Ich heiße tatsächlich so, schon immer. Wenn ich irgendwo im englischen Sprachraum unterwegs bin,

muss ich aber auch immer wieder

mal schmunzeln.

 

In unseren Kreisen bist du ein bekannter Künstler – wie fing alles vor über 25 Jahren an?

Mittlerweile sind es tatsächlich schon fast 30 Jahre. Wie es mit meiner ersten Band Joint Venture genau losging, weiß ich gar nicht mehr so genau. Mein Freund Kleinti und ich sind einen trinken gegangen und als ich am nächsten Tag wieder zu mir kam, hatten wir eine Band gegründet und uns vorgenommen, ernsthaft zu versuchen, das zu unserem Beruf zu machen. Das fühlte sich so geil an, dass wir nie wieder damit aufgehört haben.

 

Wer sich als Liedermacher behaupten will, muss begabt und ehrgeizig sein, aber manchmal auch Glück haben. Gab es Durststrecken, in denen du dir einen stinklangweiligen Bürojob wünschtest?

Ich hab ja nen Bürojob, bin schließlich mein eigener Manager. Den mach ich aber immer nur Montagnachmittag. Ansonsten, wenn ich ehrlich bin, bin ich einfach nur unfassbar dankbar, dass ich das machen darf, es ist meine absolute Traumexistenz. Falls es aus irgendwelchen Gründen mal nicht mehr gehen sollte, mach ich aber lieber ne Bar auf, als mich in ein Büro zu hocken.

 

Auf deiner Website goetzwidmann.de ist die Liste deiner geplanten Auftritte lang – ist das nach so langer Zeit nicht stressig?

Ich hatte jetzt ja lange genug Pause, bin froh, wenn es wieder losgeht.

 

Was passiert, wenn Veranstaltungen wegen der Pandemie nicht stattfinden können?
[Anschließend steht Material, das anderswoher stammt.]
use anyhow::Context;
use clap::builder::PossibleValuesParser;
use clap::{value_parser, Arg, ArgAction, ArgGroup, ArgMatches, Command};
use pyci_kernel::config::{load_task_file, RunnerSettings};
use pyci_kernel::construction::TaskBuilder;
use pyci_kernel::executor::Executor;
use pyci_kernel::logging::{self, LogFormat, LogSettings};
use pyci_kernel::presets::Preset;
use pyci_kernel::report::JUnitReport;
use pyci_kernel::ValidatedTask;
use std::path::PathBuf;

/// Exit code for usage, configuration and runner faults
const EXIT_RUNNER_ERROR: i32 = 2;

fn task_source_args(cmd: Command) -> Command {
    cmd.arg(
        Arg::new("preset")
            .long("preset")
            .value_parser(PossibleValuesParser::new(Preset::ALL.map(Preset::name)))
            .help("Built-in task to run"),
    )
    .arg(
        Arg::new("file")
            .long("file")
            .short('f')
            .value_parser(value_parser!(PathBuf))
            .help("Task file (.toml, .yaml, .yml)"),
    )
    .group(
        ArgGroup::new("source")
            .args(["preset", "file"])
            .required(true),
    )
    .arg(
        Arg::new("workspace")
            .long("workspace")
            .value_parser(value_parser!(PathBuf))
            .help("CI workspace directory (overrides $WORKSPACE)"),
    )
    .arg(
        Arg::new("venv")
            .long("venv")
            .value_parser(value_parser!(PathBuf))
            .conflicts_with("file")
            .help("Virtual environment directory for presets (overrides $PYCI_VENV)"),
    )
    .arg(
        Arg::new("python")
            .long("python")
            .conflicts_with("file")
            .help("Interpreter used to create a preset's venv (overrides $PYCI_PYTHON)"),
    )
}

fn cli() -> Command {
    Command::new("pyci")
        .version(pyci_kernel::VERSION)
        .about("Provision a venv, install poetry/tox and run tox for CI")
        .subcommand_required(true)
        .arg(
            Arg::new("log-format")
                .long("log-format")
                .global(true)
                .value_parser(["text", "json"])
                .default_value("text")
                .help("Log output format"),
        )
        .arg(
            Arg::new("log-filter")
                .long("log-filter")
                .global(true)
                .help("Log filter directive (overrides $PYCI_LOG / $RUST_LOG)"),
        )
        .subcommand(
            task_source_args(Command::new("run").about("Run a task"))
                .arg(
                    Arg::new("dry-run")
                        .long("dry-run")
                        .action(ArgAction::SetTrue)
                        .help("Print the plan without running anything"),
                )
                .arg(
                    Arg::new("junit-report")
                        .long("junit-report")
                        .value_parser(value_parser!(PathBuf))
                        .help("Write a JUnit report with one test case per step"),
                )
                .arg(
                    Arg::new("summary")
                        .long("summary")
                        .value_parser(value_parser!(PathBuf))
                        .help("Write the execution summary as JSON"),
                ),
        )
        .subcommand(
            task_source_args(Command::new("plan").about("Show the validated steps of a task")).arg(
                Arg::new("json")
                    .long("json")
                    .action(ArgAction::SetTrue)
                    .help("Output as JSON"),
            ),
        )
        .subcommand(Command::new("presets").about("List built-in tasks"))
}

fn settings_from(args: &ArgMatches) -> RunnerSettings {
    let mut settings = RunnerSettings::from_env();
    if let Some(ws) = args.get_one::<PathBuf>("workspace") {
        settings.workspace = Some(ws.clone());
    }
    if let Some(venv) = args.get_one::<PathBuf>("venv") {
        settings.venv = venv.clone();
    }
    if let Some(python) = args.get_one::<String>("python") {
        settings.python = python.clone();
    }
    settings
}

fn load_task(args: &ArgMatches, settings: &RunnerSettings) -> anyhow::Result<ValidatedTask> {
    let spec = if let Some(name) = args.get_one::<String>("preset") {
        name.parse::<Preset>()?.task_spec(settings)?
    } else {
        let path = args
            .get_one::<PathBuf>("file")
            .context("either --preset or --file is required")?;
        load_task_file(path, &|key| settings.lookup(key))
            .with_context(|| format!("loading task file {}", path.display()))?
    };

    Ok(TaskBuilder::from_spec(spec).validate()?)
}

async fn run(matches: ArgMatches) -> anyhow::Result<i32> {
    let env_settings = RunnerSettings::from_env();
    let log_format: LogFormat = matches
        .get_one::<String>("log-format")
        .map_or(Ok(LogFormat::Text), |f| f.parse())?;
    let log_filter = matches
        .get_one::<String>("log-filter")
        .cloned()
        .or(env_settings.log_filter);
    logging::init(&LogSettings {
        format: log_format,
        filter: log_filter,
    })?;

    match matches.subcommand() {
        Some(("run", args)) => {
            let settings = settings_from(args);
            let task = load_task(args, &settings)?;

            if args.get_flag("dry-run") {
                print!("{}", task.describe());
                return Ok(0);
            }

            let summary = Executor::new().run(task).await?;

            if let Some(path) = args.get_one::<PathBuf>("junit-report") {
                JUnitReport::from_summary(&summary).write_to(path)?;
            }
            if let Some(path) = args.get_one::<PathBuf>("summary") {
                let json = serde_json::to_string_pretty(&summary)?;
                std::fs::write(path, json)
                    .with_context(|| format!("writing summary {}", path.display()))?;
            }

            Ok(summary.exit_code)
        }
        Some(("plan", args)) => {
            let settings = settings_from(args);
            let task = load_task(args, &settings)?;

            if args.get_flag("json") {
                println!("{}", serde_json::to_string_pretty(&task)?);
            } else {
                print!("{}", task.describe());
            }
            Ok(0)
        }
        Some(("presets", _)) => {
            for preset in Preset::ALL {
                println!("{}\t{}", preset.name(), preset.description());
            }
            Ok(0)
        }
        _ => Ok(0),
    }
}

#[tokio::main]
async fn main() {
    let matches = cli().get_matches();

    let code = match run(matches).await {
        Ok(code) => code,
        Err(e) => {
            eprintln!("pyci: error: {e:#}");
            EXIT_RUNNER_ERROR
        }
    };

    std::process::exit(code);
}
Was soll dann passieren? Dann passiert nix. Wird Zeit, dass mal wieder was passiert. Ich hab das jetzt echt genossen, mal so lange am Stück freizuhaben, hab das Beste aus der Zeit gemacht, aber so langsam will alles in mir nur noch auf die Bühne.

 

Während dieses Interview entsteht, verbringst du deutsche Lockdowns auf den Kanaren. Wird die Pandemie zum willkommenen Urlaub oder kotzt dich der Sandstrand schon an?

Sagen wir mal so: Die Tatsache, dass ich gerade ohne jegliches Eigenverschulden über ein Jahr arbeitslos war, war für mich kein Grund, jeden Tag Trübsal zu blasen. Ich bin einfach nicht so. Ich spiele schon lange mit dem Gedanken, auf die Kanaren auszuwandern, weil ich da ein viel glücklicherer Mensch

bin. Das konnte ich jetzt mal in aller Ruhe testen und es war extrem überzeugend.

Teufel an Bord
Teufel an Bord.

Du bist einer von wenigen, die sich über Jahrzehnte als Berufsmusiker behaupten. Was anderes bleibt dir im Alter nun eigentlich also nicht mehr übrig – was sind deine Pläne?
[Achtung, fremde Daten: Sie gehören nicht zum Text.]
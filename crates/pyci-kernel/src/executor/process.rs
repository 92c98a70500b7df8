//! Process-backed step runner
//!
//! Spawns each step with `tokio::process`, inheriting stdout/stderr so tool
//! output lands in the CI log unchanged. A step that uses the venv runs the
//! way it would after `source <venv>/bin/activate`.

use super::{StepContext, StepRunner};
use crate::error::ExecutionError;
use crate::types::{PreparedStep, StepStatus};
use std::ffi::OsString;
use std::path::{Path, PathBuf};
use std::process::{ExitStatus, Stdio};
use std::time::Duration;
use tokio::process::Command;
use tracing::{debug, warn};

#[cfg(windows)]
const VENV_BIN_DIR: &str = "Scripts";
#[cfg(not(windows))]
const VENV_BIN_DIR: &str = "bin";

/// Runs steps as child processes
#[derive(Debug, Clone, Copy, Default)]
pub struct ProcessRunner;

impl ProcessRunner {
    pub fn new() -> Self {
        Self
    }

    /// Build the command for a step without spawning it
    pub fn command(&self, step: &PreparedStep, ctx: &StepContext) -> Command {
        let venv_bin = ctx
            .venv_dir
            .as_deref()
            .filter(|_| step.uses_venv)
            .map(|dir| dir.join(VENV_BIN_DIR));

        let program = match &venv_bin {
            Some(bin) => resolve_in_venv(&step.program, bin),
            None => PathBuf::from(&step.program),
        };

        let mut cmd = Command::new(program);
        cmd.args(&step.args);
        if let Some(dir) = &ctx.workdir {
            cmd.current_dir(dir);
        }

        if let (Some(bin), Some(venv_dir)) = (&venv_bin, &ctx.venv_dir) {
            cmd.env("VIRTUAL_ENV", venv_dir);
            cmd.env("PATH", prepend_path(bin));
            cmd.env_remove("PYTHONHOME");
        }
        cmd.envs(&step.env);

        cmd.stdin(Stdio::null());
        cmd.stdout(Stdio::inherit());
        cmd.stderr(Stdio::inherit());
        cmd.kill_on_drop(true);
        cmd
    }
}

#[async_trait::async_trait]
impl StepRunner for ProcessRunner {
    async fn run_step(
        &self,
        step: &PreparedStep,
        ctx: &StepContext,
    ) -> Result<StepStatus, ExecutionError> {
        let mut child = match self.command(step, ctx).spawn() {
            Ok(child) => child,
            Err(e) if e.kind() == std::io::ErrorKind::NotFound => {
                warn!(step = %step.name, program = %step.program, "command not found");
                return Ok(StepStatus::not_found());
            }
            Err(source) => {
                return Err(ExecutionError::Spawn {
                    step: step.name.clone(),
                    source,
                })
            }
        };

        let wait_error = |source: std::io::Error| ExecutionError::Wait {
            step: step.name.clone(),
            source,
        };

        let status = match step.timeout_secs {
            None => child.wait().await.map_err(wait_error)?,
            Some(secs) => {
                match tokio::time::timeout(Duration::from_secs(secs), child.wait()).await {
                    Ok(status) => status.map_err(wait_error)?,
                    Err(_) => {
                        warn!(step = %step.name, timeout_secs = secs, "step timed out, killing");
                        child.kill().await.map_err(wait_error)?;
                        return Ok(StepStatus::timed_out());
                    }
                }
            }
        };

        debug!(step = %step.name, ?status, "child exited");
        Ok(StepStatus::exited(exit_code(status)))
    }
}

/// Shell-style exit code: the process code, or 128+signal when killed
fn exit_code(status: ExitStatus) -> i32 {
    if let Some(code) = status.code() {
        return code;
    }
    #[cfg(unix)]
    {
        use std::os::unix::process::ExitStatusExt;
        if let Some(signal) = status.signal() {
            return 128 + signal;
        }
    }
    1
}

/// Prefer the venv's copy of a bare program name
fn resolve_in_venv(program: &str, bin: &Path) -> PathBuf {
    let bare = Path::new(program).components().count() == 1;
    if bare {
        let candidate = bin.join(program);
        if candidate.is_file() {
            return candidate;
        }
        #[cfg(windows)]
        {
            let exe = bin.join(format!("{program}.exe"));
            if exe.is_file() {
                return exe;
            }
        }
    }
    PathBuf::from(program)
}

fn prepend_path(bin: &Path) -> OsString {
    let mut paths = vec![bin.to_path_buf()];
    if let Some(existing) = std::env::var_os("PATH") {
        paths.extend(std::env::split_paths(&existing));
    }
    std::env::join_paths(paths).unwrap_or_else(|_| bin.as_os_str().to_owned())
}

#[cfg(all(test, unix))]
mod tests {
    use super::*;
    use crate::types::{FailurePolicy, StepSpec};
    use std::collections::BTreeMap;

    fn sh(name: &str, script: &str) -> PreparedStep {
        let spec = StepSpec::new(name, "sh").args(["-c", script]);
        PreparedStep {
            name: spec.name,
            program: spec.program,
            args: spec.args,
            env: BTreeMap::new(),
            on_failure: FailurePolicy::Abort,
            uses_venv: false,
            timeout_secs: None,
        }
    }

    #[tokio::test]
    async fn test_exit_code_is_reported() {
        let status = ProcessRunner::new()
            .run_step(&sh("fail", "exit 3"), &StepContext::default())
            .await
            .unwrap();
        assert_eq!(status, StepStatus::exited(3));
    }

    #[tokio::test]
    async fn test_missing_program_is_127() {
        let mut step = sh("missing", "");
        step.program = "pyci-definitely-not-installed".into();

        let status = ProcessRunner::new()
            .run_step(&step, &StepContext::default())
            .await
            .unwrap();
        assert_eq!(status, StepStatus::not_found());
    }

    #[tokio::test]
    async fn test_timeout_kills_child() {
        let mut step = sh("slow", "sleep 5");
        step.timeout_secs = Some(1);

        let status = ProcessRunner::new()
            .run_step(&step, &StepContext::default())
            .await
            .unwrap();
        assert!(status.timed_out);
        assert_eq!(status.code, StepStatus::TIMED_OUT);
    }

    #[tokio::test]
    async fn test_signal_maps_to_128_plus() {
        let status = ProcessRunner::new()
            .run_step(&sh("killed", "kill -9 $$"), &StepContext::default())
            .await
            .unwrap();
        assert_eq!(status.code, 128 + 9);
    }

    #[tokio::test]
    async fn test_runs_in_workdir_with_env() {
        let dir = tempfile::tempdir().unwrap();
        let mut step = sh("write", "printf %s \"$GREETING\" > out.txt");
        step.env.insert("GREETING".into(), "hello".into());

        let ctx = StepContext {
            workdir: Some(dir.path().to_path_buf()),
            venv_dir: None,
        };
        let status = ProcessRunner::new().run_step(&step, &ctx).await.unwrap();

        assert!(status.success());
        assert_eq!(
            std::fs::read_to_string(dir.path().join("out.txt")).unwrap(),
            "hello"
        );
    }

    #[tokio::test]
    async fn test_venv_activation() {
        use std::os::unix::fs::PermissionsExt;

        let dir = tempfile::tempdir().unwrap();
        let venv = dir.path().join("venv");
        let bin = venv.join(VENV_BIN_DIR);
        std::fs::create_dir_all(&bin).unwrap();

        // Stand-in for a venv's `tox`: records what activation exported
        let fake_tox = bin.join("tox");
        std::fs::write(
            &fake_tox,
            "#!/bin/sh\nprintf '%s\\n%s\\n' \"$VIRTUAL_ENV\" \"$0\" > activated.txt\n",
        )
        .unwrap();
        std::fs::set_permissions(&fake_tox, std::fs::Permissions::from_mode(0o755)).unwrap();

        let mut step = sh("tox", "");
        step.program = "tox".into();
        step.args.clear();
        step.uses_venv = true;

        let ctx = StepContext {
            workdir: Some(dir.path().to_path_buf()),
            venv_dir: Some(venv.clone()),
        };
        let status = ProcessRunner::new().run_step(&step, &ctx).await.unwrap();
        assert!(status.success());

        let recorded = std::fs::read_to_string(dir.path().join("activated.txt")).unwrap();
        let mut lines = recorded.lines();
        assert_eq!(lines.next(), Some(venv.to_str().unwrap()));
        assert_eq!(lines.next(), Some(fake_tox.to_str().unwrap()));
    }

    #[test]
    fn test_resolve_in_venv_falls_back_to_program() {
        let dir = tempfile::tempdir().unwrap();
        assert_eq!(resolve_in_venv("tox", dir.path()), PathBuf::from("tox"));
        assert_eq!(
            resolve_in_venv("./scripts/run", dir.path()),
            PathBuf::from("./scripts/run")
        );
    }
}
Meine Plan ist, das so lange zu machen, bis ich umfalle. Es macht mir am meisten Spaß und ich kann das auch am besten. Mein heimlicher Traum wäre ansonsten aber eine eigene kleine Bar mit vitaminreichen Drinks und von mir persönlich zubereitetem Soulfood irgendwo am Strand, wo immer Sommer ist.

 

Welches sind deine persönlichen „Karriere-Höhepunkte“ oder unvergesslichen Erlebnisse?
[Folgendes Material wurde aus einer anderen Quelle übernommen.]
//! JUnit XML reports
//!
//! Two producers:
//! - `JUnitReport::placeholder()`: the fallback artifact that keeps a CI
//!   dashboard green (one suite, one passing `dummy.dummytest` case).
//! - `JUnitReport::from_summary()`: one case per executed step.

use crate::error::ReportError;
use crate::types::{ExecutionSummary, StepOutcome};
use std::fmt::Write as _;
use std::path::Path;

/// Class name of the placeholder test case
pub const PLACEHOLDER_CLASSNAME: &str = "dummy";
/// Name of the placeholder test case
pub const PLACEHOLDER_NAME: &str = "dummytest";

#[derive(Debug, Clone, PartialEq, Eq)]
pub struct TestFailure {
    pub message: String,
    pub body: Option<String>,
}

#[derive(Debug, Clone, PartialEq)]
pub struct TestCase {
    pub classname: String,
    pub name: String,
    /// Seconds
    pub time: Option<f64>,
    pub failure: Option<TestFailure>,
}

impl TestCase {
    pub fn passed(classname: impl Into<String>, name: impl Into<String>) -> Self {
        Self {
            classname: classname.into(),
            name: name.into(),
            time: None,
            failure: None,
        }
    }

    fn from_step(classname: &str, step: &StepOutcome) -> Self {
        #[allow(clippy::cast_precision_loss)]
        let time = Some(step.duration_ms as f64 / 1000.0);

        let failure = (!step.succeeded()).then(|| {
            let message = if step.timed_out {
                "step timed out".to_string()
            } else if step.spawn_failed {
                "command not found".to_string()
            } else {
                format!("exited with status {}", step.exit_code)
            };
            TestFailure {
                message,
                body: Some(step.command.clone()),
            }
        });

        Self {
            classname: classname.to_string(),
            name: step.name.clone(),
            time,
            failure,
        }
    }
}

#[derive(Debug, Clone, PartialEq, Default)]
pub struct TestSuite {
    pub name: Option<String>,
    pub cases: Vec<TestCase>,
}

impl TestSuite {
    pub fn failures(&self) -> usize {
        self.cases.iter().filter(|c| c.failure.is_some()).count()
    }
}

/// JUnit report document
#[derive(Debug, Clone, PartialEq, Default)]
pub struct JUnitReport {
    pub suites: Vec<TestSuite>,
}

impl JUnitReport {
    /// The fallback report: a single passing `dummy.dummytest` case
    pub fn placeholder() -> Self {
        Self {
            suites: vec![TestSuite {
                name: None,
                cases: vec![TestCase::passed(PLACEHOLDER_CLASSNAME, PLACEHOLDER_NAME)],
            }],
        }
    }

    /// One test case per executed step
    pub fn from_summary(summary: &ExecutionSummary) -> Self {
        Self {
            suites: vec![TestSuite {
                name: Some(summary.task_name.clone()),
                cases: summary
                    .steps
                    .iter()
                    .map(|s| TestCase::from_step(&summary.task_name, s))
                    .collect(),
            }],
        }
    }

    pub fn test_count(&self) -> usize {
        self.suites.iter().map(|s| s.cases.len()).sum()
    }

    /// Render as XML text
    ///
    /// A single suite is emitted bare; several are wrapped in `<testsuites>`.
    pub fn render(&self) -> String {
        let mut out = String::from("<?xml version=\"1.0\" encoding=\"UTF-8\"?>\n");
        let wrapped = self.suites.len() != 1;
        let indent = if wrapped { "  " } else { "" };

        if wrapped {
            let _ = writeln!(out, "<testsuites tests=\"{}\">", self.test_count());
        }
        for suite in &self.suites {
            render_suite(&mut out, suite, indent);
        }
        if wrapped {
            out.push_str("</testsuites>\n");
        }
        out
    }

    /// Render and write to `path`, creating parent directories
    pub fn write_to(&self, path: &Path) -> Result<(), ReportError> {
        if let Some(parent) = path.parent().filter(|p| !p.as_os_str().is_empty()) {
            std::fs::create_dir_all(parent).map_err(|e| ReportError::io_error(parent, e))?;
        }
        std::fs::write(path, self.render()).map_err(|e| ReportError::io_error(path, e))
    }
}

fn render_suite(out: &mut String, suite: &TestSuite, indent: &str) {
    let _ = write!(out, "{indent}<testsuite");
    if let Some(name) = &suite.name {
        let _ = write!(out, " name=\"{}\"", escape(name));
    }
    let _ = write!(out, " tests=\"{}\"", suite.cases.len());
    let failures = suite.failures();
    if failures > 0 {
        let _ = write!(out, " failures=\"{failures}\"");
    }
    out.push_str(">\n");

    for case in &suite.cases {
        let _ = write!(
            out,
            "{indent}  <testcase classname=\"{}\" name=\"{}\"",
            escape(&case.classname),
            escape(&case.name)
        );
        if let Some(time) = case.time {
            let _ = write!(out, " time=\"{time:.3}\"");
        }
        match &case.failure {
            None => out.push_str("/>\n"),
            Some(failure) => {
                out.push_str(">\n");
                let _ = write!(
                    out,
                    "{indent}    <failure message=\"{}\"",
                    escape(&failure.message)
                );
                match &failure.body {
                    Some(body) => {
                        let _ = writeln!(out, ">{}</failure>", escape(body));
                    }
                    None => out.push_str("/>\n"),
                }
                let _ = writeln!(out, "{indent}  </testcase>");
            }
        }
    }

    let _ = writeln!(out, "{indent}</testsuite>");
}

/// Escape text for use in XML attributes and character data
pub fn escape(raw: &str) -> String {
    let mut out = String::with_capacity(raw.len());
    for c in raw.chars() {
        match c {
            '&' => out.push_str("&amp;"),
            '<' => out.push_str("&lt;"),
            '>' => out.push_str("&gt;"),
            '"' => out.push_str("&quot;"),
            '\'' => out.push_str("&apos;"),
            c => out.push(c),
        }
    }
    out
}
Ich sortiere das nicht in solche Kategorien ein. Jeden Abend auf die Bühne zu gehen ist immer wieder ein Höhepunkt, da wird ein körpereigener Drogencocktail ausgeschüttet, den einem nicht mal Sex geben kann. Selbst der allerschlimmste Kater ist nach drei Songs weg. Noch ein größerer Höhepunkt ist es aber, wenn ich beim Schreiben sitze und merke, dass da gerade was richtig Brauchbares aus mir rausfließt. Der kreative Flow, das ist für mich das Beste von allen Glücksgefühlen, die dieser Job so mit sich bringt.

 

Bei der langen Liste deiner Termine musst du bei einer Agentur sein, die dich managed. Ist das der Schlüssel zum Erfolg für junge Künstler?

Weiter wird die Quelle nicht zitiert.